Collected data:
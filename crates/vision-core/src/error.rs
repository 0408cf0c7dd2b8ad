//! Error types for the vision classifier client

/// Result type alias using the client's Error type
pub type Result<T> = std::result::Result<T, Error>;

/// Core error type for client operations.
///
/// Every variant renders as a plain message through `Display`, which is what
/// the view shows to the user.
#[derive(Debug, thiserror::Error)]
pub enum Error {
    /// Deployment is missing a required setting (e.g. no API base URL)
    #[error("configuration error: {0}")]
    Configuration(String),

    /// Network failure, or a non-2xx status without a usable server message
    #[error("{message}")]
    Transport {
        /// HTTP status, when a response was received
        status: Option<u16>,
        message: String,
    },

    /// Non-2xx status carrying a server-supplied `detail` message
    #[error("{detail}")]
    Api { status: u16, detail: String },

    /// The request was aborted before it resolved
    #[error("request cancelled")]
    Cancelled,

    /// Caller supplied a value outside the accepted domain
    #[error("invalid input: {0}")]
    InvalidInput(String),

    /// Filesystem errors
    #[error("io error: {0}")]
    Io(#[from] std::io::Error),

    /// Serialization errors
    #[error("serialization error: {0}")]
    Serialization(#[from] serde_json::Error),
}

impl Error {
    /// Create a new configuration error
    pub fn config(msg: impl Into<String>) -> Self {
        Self::Configuration(msg.into())
    }

    /// Create a transport error with no HTTP status (connection, DNS, TLS...)
    pub fn transport(msg: impl Into<String>) -> Self {
        Self::Transport {
            status: None,
            message: msg.into(),
        }
    }

    /// Create a transport error for a received non-2xx status
    pub fn transport_status(status: u16, msg: impl Into<String>) -> Self {
        Self::Transport {
            status: Some(status),
            message: msg.into(),
        }
    }

    /// Create an API error from a server `detail` message
    pub fn api(status: u16, detail: impl Into<String>) -> Self {
        Self::Api {
            status,
            detail: detail.into(),
        }
    }

    /// Create a new invalid input error
    pub fn invalid_input(msg: impl Into<String>) -> Self {
        Self::InvalidInput(msg.into())
    }

    /// HTTP status associated with this error, if any
    pub fn status(&self) -> Option<u16> {
        match self {
            Self::Transport { status, .. } => *status,
            Self::Api { status, .. } => Some(*status),
            _ => None,
        }
    }

    /// Whether this error only reports an aborted request
    pub fn is_cancelled(&self) -> bool {
        matches!(self, Self::Cancelled)
    }

    /// Short stable name, used as a metrics label
    pub fn kind(&self) -> &'static str {
        match self {
            Self::Configuration(_) => "configuration",
            Self::Transport { .. } => "transport",
            Self::Api { .. } => "api",
            Self::Cancelled => "cancelled",
            Self::InvalidInput(_) => "invalid_input",
            Self::Io(_) => "io",
            Self::Serialization(_) => "serialization",
        }
    }
}
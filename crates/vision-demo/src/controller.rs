//! View controller
//!
//! Owns all mutable view state and is its only writer. Network work is split
//! into `begin_*` / `complete_*` pairs: `begin_*` performs the transition into
//! the pending state and hands out a ticket carrying a cancellation token,
//! `complete_*` applies a result only if that ticket is still current.
//! Superseding a request or tearing the view down cancels its token, so a late
//! response is a no-op.
//!
//! ```text
//! health:  Unknown -> Checking -> { Ready, Degraded }
//! predict: Idle -> Loading -> { Success, Error } -> Idle (new image)
//! ```

use crate::models::{
    HealthStatus, InferenceMode, PredictStatus, DEFAULT_TOP_K, TOP_K_CHOICES,
};
use crate::preview::{PreviewHandle, PreviewStore};
use crate::view::{self, ResultsView};
use std::sync::Arc;
use tokio_util::sync::CancellationToken;
use tracing::{debug, info, warn};
use vision_client::{ImageUpload, InferenceApi};
use vision_core::{Error, HealthzResponse, PredictResponse, Prediction, Result};

/// The image currently selected, with its preview resource
#[derive(Debug)]
pub struct SelectedImage {
    pub upload: ImageUpload,
    pub preview: PreviewHandle,
}

/// Mutable view state, readable by renderers
#[derive(Debug, Default)]
pub struct ViewState {
    pub image: Option<SelectedImage>,
    pub top_k: u32,
    pub mode: InferenceMode,
    pub show_raw: bool,
    pub status: PredictStatus,
    pub error: Option<String>,
    /// Non-empty when present
    pub predictions: Option<Vec<Prediction>>,
    pub health: HealthStatus,
}

/// Pending health check
#[derive(Debug)]
pub struct HealthTicket {
    id: u64,
    cancel: CancellationToken,
}

impl HealthTicket {
    pub fn cancel_token(&self) -> &CancellationToken {
        &self.cancel
    }
}

/// Pending prediction request
#[derive(Debug)]
pub struct PredictTicket {
    id: u64,
    cancel: CancellationToken,
    image: ImageUpload,
    top_k: u32,
}

impl PredictTicket {
    pub fn cancel_token(&self) -> &CancellationToken {
        &self.cancel
    }

    pub fn image(&self) -> &ImageUpload {
        &self.image
    }

    pub fn top_k(&self) -> u32 {
        self.top_k
    }
}

struct InFlight {
    id: u64,
    cancel: CancellationToken,
}

/// Orchestrates user input, the inference API, and derived view values
pub struct ViewController {
    api: Arc<dyn InferenceApi>,
    previews: PreviewStore,
    state: ViewState,
    results: Option<ResultsView>,
    root: CancellationToken,
    health_request: Option<InFlight>,
    predict_request: Option<InFlight>,
    next_ticket: u64,
}

impl ViewController {
    pub fn new(api: Arc<dyn InferenceApi>, previews: PreviewStore) -> Self {
        Self {
            api,
            previews,
            state: ViewState {
                top_k: DEFAULT_TOP_K,
                ..Default::default()
            },
            results: None,
            root: CancellationToken::new(),
            health_request: None,
            predict_request: None,
            next_ticket: 0,
        }
    }

    /// Start from configured preferences; the mode preset is applied on top of `top_k`
    pub fn with_preferences(mut self, top_k: u32, mode: InferenceMode) -> Result<Self> {
        self.set_top_k(top_k)?;
        self.set_mode(mode);
        Ok(self)
    }

    pub fn state(&self) -> &ViewState {
        &self.state
    }

    /// Derived results panel, present only with a non-empty prediction list
    pub fn results(&self) -> Option<&ResultsView> {
        self.results.as_ref()
    }

    pub fn previews(&self) -> &PreviewStore {
        &self.previews
    }

    /// Token whose cancellation aborts every request this controller issues
    pub fn shutdown_token(&self) -> CancellationToken {
        self.root.clone()
    }

    /// Whether the classify control is enabled
    pub fn can_classify(&self) -> bool {
        self.state.image.is_some() && self.state.status != PredictStatus::Loading
    }

    // ---- health ----

    /// Enter `Checking` and issue a health ticket
    pub fn begin_health_check(&mut self) -> HealthTicket {
        if let Some(previous) = self.health_request.take() {
            previous.cancel.cancel();
        }

        let (id, cancel) = self.issue();
        self.health_request = Some(InFlight {
            id,
            cancel: cancel.clone(),
        });
        self.state.health = HealthStatus::Checking;

        HealthTicket { id, cancel }
    }

    /// Resolve the health status. Returns `false` when the ticket was stale.
    pub fn complete_health_check(
        &mut self,
        ticket: HealthTicket,
        result: Result<HealthzResponse>,
    ) -> bool {
        if !Self::is_current(&self.health_request, ticket.id, &ticket.cancel, &result) {
            debug!("Discarding stale health check result");
            return false;
        }
        self.health_request = None;

        self.state.health = match result {
            Ok(health) if health.is_ready() => HealthStatus::Ready,
            Ok(_) => HealthStatus::Degraded {
                reason: "Online · model artifact not ready".to_string(),
            },
            Err(e) => HealthStatus::Degraded {
                reason: e.to_string(),
            },
        };
        info!("Service health: {:?}", self.state.health);
        true
    }

    /// Run one health check to completion
    pub async fn run_health_check(&mut self) {
        let ticket = self.begin_health_check();
        let result = self.api.check_health(&ticket.cancel).await;
        self.complete_health_check(ticket, result);
    }

    // ---- input ----

    /// Select a new image: supersedes any request and resets prediction state
    pub fn select_image(&mut self, upload: ImageUpload) {
        self.cancel_predict_request();

        let preview = self.previews.create(&upload);
        debug!(
            "Selected {} ({} bytes, dimensions {:?})",
            upload.file_name,
            upload.len(),
            preview.dimensions()
        );
        // Replacing the old selection drops, and so releases, its preview
        self.state.image = Some(SelectedImage { upload, preview });
        self.reset_prediction();
    }

    /// Clear the selection so another image can be chosen
    pub fn pick_another(&mut self) {
        self.cancel_predict_request();
        self.state.image = None;
        self.state.show_raw = false;
        self.reset_prediction();
    }

    pub fn set_top_k(&mut self, top_k: u32) -> Result<()> {
        if !TOP_K_CHOICES.contains(&top_k) {
            return Err(Error::invalid_input(format!(
                "top-k must be one of {TOP_K_CHOICES:?}, got {top_k}"
            )));
        }
        self.state.top_k = top_k;
        Ok(())
    }

    /// Select a preset; clamps top-k around the preset pivot
    pub fn set_mode(&mut self, mode: InferenceMode) {
        self.state.mode = mode;
        self.state.top_k = mode.clamp_top_k(self.state.top_k);
    }

    pub fn set_show_raw(&mut self, show_raw: bool) {
        self.state.show_raw = show_raw;
    }

    // ---- prediction ----

    /// Enter `Loading` and issue a ticket, if an image is selected and no
    /// request is already loading
    pub fn begin_classify(&mut self) -> Option<PredictTicket> {
        if !self.can_classify() {
            return None;
        }
        let image = self.state.image.as_ref()?.upload.clone();

        let (id, cancel) = self.issue();
        self.predict_request = Some(InFlight {
            id,
            cancel: cancel.clone(),
        });
        self.state.status = PredictStatus::Loading;
        self.state.error = None;
        self.set_predictions(None);

        Some(PredictTicket {
            id,
            cancel,
            image,
            top_k: self.state.top_k,
        })
    }

    /// Apply a prediction result. Returns `false` when the ticket was stale.
    pub fn complete_classify(
        &mut self,
        ticket: PredictTicket,
        result: Result<PredictResponse>,
    ) -> bool {
        if !Self::is_current(&self.predict_request, ticket.id, &ticket.cancel, &result) {
            debug!("Discarding stale prediction result");
            return false;
        }
        self.predict_request = None;

        match result {
            Ok(response) => {
                let predictions = Some(response.predictions).filter(|p| !p.is_empty());
                if predictions.is_none() {
                    warn!("Inference API returned no predictions");
                }
                self.set_predictions(predictions);
                self.state.status = PredictStatus::Success;
            }
            Err(e) => {
                self.set_predictions(None);
                self.state.error = Some(e.to_string());
                self.state.status = PredictStatus::Error;
            }
        }
        true
    }

    /// Classify the selected image. Returns `false` if nothing was applied.
    pub async fn classify(&mut self) -> bool {
        let Some(ticket) = self.begin_classify() else {
            return false;
        };
        let result = self
            .api
            .predict(&ticket.image, ticket.top_k, &ticket.cancel)
            .await;
        self.complete_classify(ticket, result)
    }

    /// Abort the in-flight prediction, returning to `Idle`
    pub fn cancel_classify(&mut self) {
        if self.cancel_predict_request() && self.state.status == PredictStatus::Loading {
            self.state.status = PredictStatus::Idle;
        }
    }

    /// Abort everything and release the preview. The controller is inert afterwards.
    pub fn teardown(&mut self) {
        self.root.cancel();
        self.health_request = None;
        self.predict_request = None;
        self.state.image = None;
    }

    // ---- internals ----

    fn issue(&mut self) -> (u64, CancellationToken) {
        self.next_ticket += 1;
        (self.next_ticket, self.root.child_token())
    }

    fn is_current<T>(
        in_flight: &Option<InFlight>,
        id: u64,
        cancel: &CancellationToken,
        result: &Result<T>,
    ) -> bool {
        let matches = in_flight.as_ref().is_some_and(|r| r.id == id);
        let cancelled = cancel.is_cancelled() || matches!(result, Err(e) if e.is_cancelled());
        matches && !cancelled
    }

    fn cancel_predict_request(&mut self) -> bool {
        match self.predict_request.take() {
            Some(request) => {
                request.cancel.cancel();
                debug!("Cancelled prediction request {}", request.id);
                true
            }
            None => false,
        }
    }

    fn reset_prediction(&mut self) {
        self.state.status = PredictStatus::Idle;
        self.state.error = None;
        self.set_predictions(None);
    }

    /// Store a prediction list and recompute everything derived from it
    fn set_predictions(&mut self, predictions: Option<Vec<Prediction>>) {
        self.results = predictions.as_deref().and_then(view::derive);
        self.state.predictions = predictions;
    }
}

impl Drop for ViewController {
    fn drop(&mut self) {
        self.root.cancel();
    }
}
//! Downloading built-in sample images

use crate::upload::ImageUpload;
use reqwest::header::CONTENT_TYPE;
use tracing::debug;
use vision_core::{Error, Result, SampleEntry};

const FALLBACK_MIME: &str = "image/jpeg";

/// Fetch a sample image from the host serving the catalog.
///
/// Fails when the asset is missing, e.g. a wrong base path in production.
pub async fn fetch_sample(
    client: &reqwest::Client,
    base_url: &str,
    sample: &SampleEntry,
) -> Result<ImageUpload> {
    let url = format!("{}{}", base_url.trim_end_matches('/'), sample.src);
    debug!("Fetching sample {} from {}", sample.id, url);

    let response = client
        .get(&url)
        .send()
        .await
        .map_err(|e| Error::transport(format!("failed to load sample image: {e}")))?;

    let status = response.status();
    if !status.is_success() {
        return Err(Error::transport_status(
            status.as_u16(),
            format!("Failed to load sample image ({}): {}", status.as_u16(), sample.src),
        ));
    }

    let mime_type = response
        .headers()
        .get(CONTENT_TYPE)
        .and_then(|value| value.to_str().ok())
        .map(|value| value.split(';').next().unwrap_or(value).trim().to_string())
        .filter(|value| !value.is_empty())
        .unwrap_or_else(|| FALLBACK_MIME.to_string());

    let bytes = response
        .bytes()
        .await
        .map_err(|e| Error::transport(format!("failed to read sample image: {e}")))?;

    Ok(ImageUpload::new(sample.file_name(), mime_type, bytes))
}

▸ Problem statement
Exactly the lines from the one containing "path in production." through the final line of the records above are needed, copied word for word.

▸ Answer
/// Fails when the asset is missing, e.g. a wrong base path in production.
pub async fn fetch_sample(
    client: &reqwest::Client,
    base_url: &str,
    sample: &SampleEntry,
) -> Result<ImageUpload> {
    let url = format!("{}{}", base_url.trim_end_matches('/'), sample.src);
    debug!("Fetching sample {} from {}", sample.id, url);

    let response = client
        .get(&url)
        .send()
        .await
        .map_err(|e| Error::transport(format!("failed to load sample image: {e}")))?;

    let status = response.status();
    if !status.is_success() {
        return Err(Error::transport_status(
            status.as_u16(),
            format!("Failed to load sample image ({}): {}", status.as_u16(), sample.src),
        ));
    }

    let mime_type = response
        .headers()
        .get(CONTENT_TYPE)
        .and_then(|value| value.to_str().ok())
        .map(|value| value.split(';').next().unwrap_or(value).trim().to_string())
        .filter(|value| !value.is_empty())
        .unwrap_or_else(|| FALLBACK_MIME.to_string());

    let bytes = response
        .bytes()
        .await
        .map_err(|e| Error::transport(format!("failed to read sample image: {e}")))?;

    Ok(ImageUpload::new(sample.file_name(), mime_type, bytes))
}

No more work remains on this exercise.